*** Exercise data ***

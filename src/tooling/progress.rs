// Progress parsing, normalization and fan-out to subscribers.
use super::*;

pub(super) const PROGRESS_MARKER: &str = "siphon-progress|";
pub(super) const PROGRESS_TEMPLATE: &str = "download:siphon-progress|%(progress.downloaded_bytes)s|%(progress.total_bytes)s|%(progress.total_bytes_estimate)s|%(progress._percent_str)s";
const PROGRESS_CHANNEL_CAPACITY: usize = 64;

#[derive(Debug, Clone, Copy, PartialEq, Eq, Serialize, Deserialize)]
pub struct ProgressEvent {
    pub percent: u8,
}

/// Clamps `raw_percent` into `[0, 100]` and never goes below `last_emitted`.
pub fn normalize(raw_percent: f64, last_emitted: u8) -> u8 {
    if raw_percent.is_nan() {
        return last_emitted;
    }
    let clamped = raw_percent.clamp(0.0, 100.0);
    if clamped <= f64::from(last_emitted) {
        return last_emitted;
    }
    clamped.round() as u8
}

pub trait ProgressParser: Send + Sync {
    fn parse(&self, line: &str) -> Option<f64>;
}

#[derive(Debug, Default, Clone, Copy)]
pub struct YtDlpProgressParser;

impl ProgressParser for YtDlpProgressParser {
    fn parse(&self, line: &str) -> Option<f64> {
        let line = line.trim();
        if let Some(stripped) = line.strip_prefix(PROGRESS_MARKER) {
            return parse_template_fields(stripped);
        }
        let rest = line.strip_prefix("[download]")?;
        let token = rest.split_whitespace().next()?;
        parse_percent_token(token)
    }
}

fn parse_template_fields(fields: &str) -> Option<f64> {
    let parts: Vec<&str> = fields.split('|').collect();
    let downloaded = parse_u64_field(parts.first().copied());
    let total = parse_u64_field(parts.get(1).copied());
    let total_estimate = parse_u64_field(parts.get(2).copied());
    let percent_hint = parts.get(3).and_then(|raw| parse_percent_token(raw));

    percent_from_bytes(downloaded, total, total_estimate).or(percent_hint)
}

pub(super) fn parse_u64_field(value: Option<&str>) -> Option<u64> {
    value.and_then(|raw| raw.trim().parse::<u64>().ok())
}

fn parse_percent_token(raw: &str) -> Option<f64> {
    let cleaned = raw.trim().replace(['%', ' '], "");
    cleaned.parse::<f64>().ok().filter(|value| value.is_finite())
}

pub(super) fn percent_from_bytes(
    downloaded: Option<u64>,
    total: Option<u64>,
    total_estimate: Option<u64>,
) -> Option<f64> {
    let downloaded = downloaded?;
    let baseline = total.or(total_estimate)?;
    if baseline == 0 {
        return None;
    }
    Some(downloaded as f64 / baseline as f64 * 100.0)
}

pub(super) async fn read_lossy_process_line<R>(
    reader: &mut R,
    raw_buffer: &mut Vec<u8>,
) -> Result<Option<String>, std::io::Error>
where
    R: AsyncBufRead + Unpin,
{
    raw_buffer.clear();
    let bytes_read = reader.read_until(b'\n', raw_buffer).await?;
    if bytes_read == 0 {
        return Ok(None);
    }
    while matches!(raw_buffer.last(), Some(b'\n' | b'\r')) {
        raw_buffer.pop();
    }
    Ok(Some(String::from_utf8_lossy(raw_buffer).to_string()))
}

/// Fans progress events out to any number of subscribers.
///
/// Late subscribers only see events sent after they subscribed; nothing is
/// replayed.
#[derive(Debug, Clone)]
pub struct ProgressHub {
    sender: broadcast::Sender<ProgressEvent>,
}

impl Default for ProgressHub {
    fn default() -> Self {
        Self::new()
    }
}

impl ProgressHub {
    pub fn new() -> Self {
        let (sender, _) = broadcast::channel(PROGRESS_CHANNEL_CAPACITY);
        Self { sender }
    }

    pub fn subscribe(&self) -> ProgressSubscription {
        ProgressSubscription {
            receiver: self.sender.subscribe(),
        }
    }

    pub(super) fn emit(&self, percent: u8) {
        log::debug!("progress {percent}%");
        // No subscribers is fine.
        let _ = self.sender.send(ProgressEvent { percent });
    }
}

pub struct ProgressSubscription {
    receiver: broadcast::Receiver<ProgressEvent>,
}

impl ProgressSubscription {
    pub async fn next(&mut self) -> Option<ProgressEvent> {
        loop {
            match self.receiver.recv().await {
                Ok(event) => return Some(event),
                Err(broadcast::error::RecvError::Lagged(skipped)) => {
                    log::debug!("progress subscriber lagged, skipped {skipped} event(s)");
                }
                Err(broadcast::error::RecvError::Closed) => return None,
            }
        }
    }

    pub fn try_next(&mut self) -> Option<ProgressEvent> {
        loop {
            match self.receiver.try_recv() {
                Ok(event) => return Some(event),
                Err(broadcast::error::TryRecvError::Lagged(_)) => continue,
                Err(_) => return None,
            }
        }
    }
}

#[cfg(test)]
mod tests {
    use super::*;

    #[test]
    fn normalize_clamps_into_range() {
        assert_eq!(normalize(-12.0, 0), 0);
        assert_eq!(normalize(140.0, 20), 100);
        assert_eq!(normalize(42.4, 0), 42);
        assert_eq!(normalize(42.6, 0), 43);
    }

    #[test]
    fn normalize_never_goes_backwards() {
        assert_eq!(normalize(30.0, 55), 55);
        assert_eq!(normalize(55.0, 55), 55);
        assert_eq!(normalize(f64::NAN, 17), 17);
        assert_eq!(normalize(55.3, 55), 55);
    }

    #[test]
    fn normalized_sequence_is_monotonic_and_bounded() {
        let raw = [
            3.0, -5.0, 12.7, 12.2, 50.0, 49.9, 250.0, 80.0, f64::INFINITY, 100.0,
        ];
        let mut last = 0_u8;
        let mut seen = Vec::new();
        for value in raw {
            let next = normalize(value, last);
            assert!(next >= last);
            assert!(next <= 100);
            last = next;
            seen.push(next);
        }
        assert_eq!(seen, vec![3, 3, 13, 13, 50, 50, 100, 100, 100, 100]);
    }

    #[test]
    fn parses_template_lines_from_bytes_first() {
        let parser = YtDlpProgressParser;
        assert_eq!(parser.parse("siphon-progress|250|1000|NA|  9.0%"), Some(25.0));
        assert_eq!(parser.parse("siphon-progress|500|NA|2000| 1.0%"), Some(25.0));
        assert_eq!(parser.parse("siphon-progress|NA|NA|NA| 61.5%"), Some(61.5));
        assert_eq!(parser.parse("siphon-progress|NA|NA|NA|N/A"), None);
    }

    #[test]
    fn parses_default_download_lines() {
        let parser = YtDlpProgressParser;
        assert_eq!(
            parser.parse("[download]  45.2% of   12.30MiB at  1.20MiB/s ETA 00:05"),
            Some(45.2)
        );
        assert_eq!(parser.parse("[download] Destination: /tmp/video.temp.mp4"), None);
        assert_eq!(parser.parse("[ExtractAudio] Destination: video.temp.mp3"), None);
        assert_eq!(parser.parse(""), None);
    }

    #[tokio::test]
    async fn reads_lines_with_mixed_endings() {
        let data: &[u8] = b"first\r\nsecond\n\xff third";
        let mut reader = BufReader::new(data);
        let mut buffer = Vec::new();
        assert_eq!(
            read_lossy_process_line(&mut reader, &mut buffer).await.unwrap(),
            Some("first".to_string())
        );
        assert_eq!(
            read_lossy_process_line(&mut reader, &mut buffer).await.unwrap(),
            Some("second".to_string())
        );
        assert_eq!(
            read_lossy_process_line(&mut reader, &mut buffer).await.unwrap(),
            Some("\u{fffd} third".to_string())
        );
        assert_eq!(read_lossy_process_line(&mut reader, &mut buffer).await.unwrap(), None);
    }

    #[tokio::test]
    async fn late_subscribers_see_only_new_events() {
        let hub = ProgressHub::new();
        let mut early = hub.subscribe();
        hub.emit(0);
        let mut late = hub.subscribe();
        hub.emit(40);

        assert_eq!(early.next().await, Some(ProgressEvent { percent: 0 }));
        assert_eq!(early.next().await, Some(ProgressEvent { percent: 40 }));
        assert_eq!(late.next().await, Some(ProgressEvent { percent: 40 }));
        assert_eq!(late.try_next(), None);
    }

    #[tokio::test]
    async fn subscription_ends_when_hub_is_dropped() {
        let hub = ProgressHub::new();
        let mut subscription = hub.subscribe();
        drop(hub);
        assert_eq!(subscription.next().await, None);
    }
}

***

Assigned task — Go through the entries above and copy each line holding the string "Clone".

Reply to the task —
#[derive(Debug, Clone, Copy, PartialEq, Eq, Serialize, Deserialize)]
#[derive(Debug, Default, Clone, Copy)]
#[derive(Debug, Clone)]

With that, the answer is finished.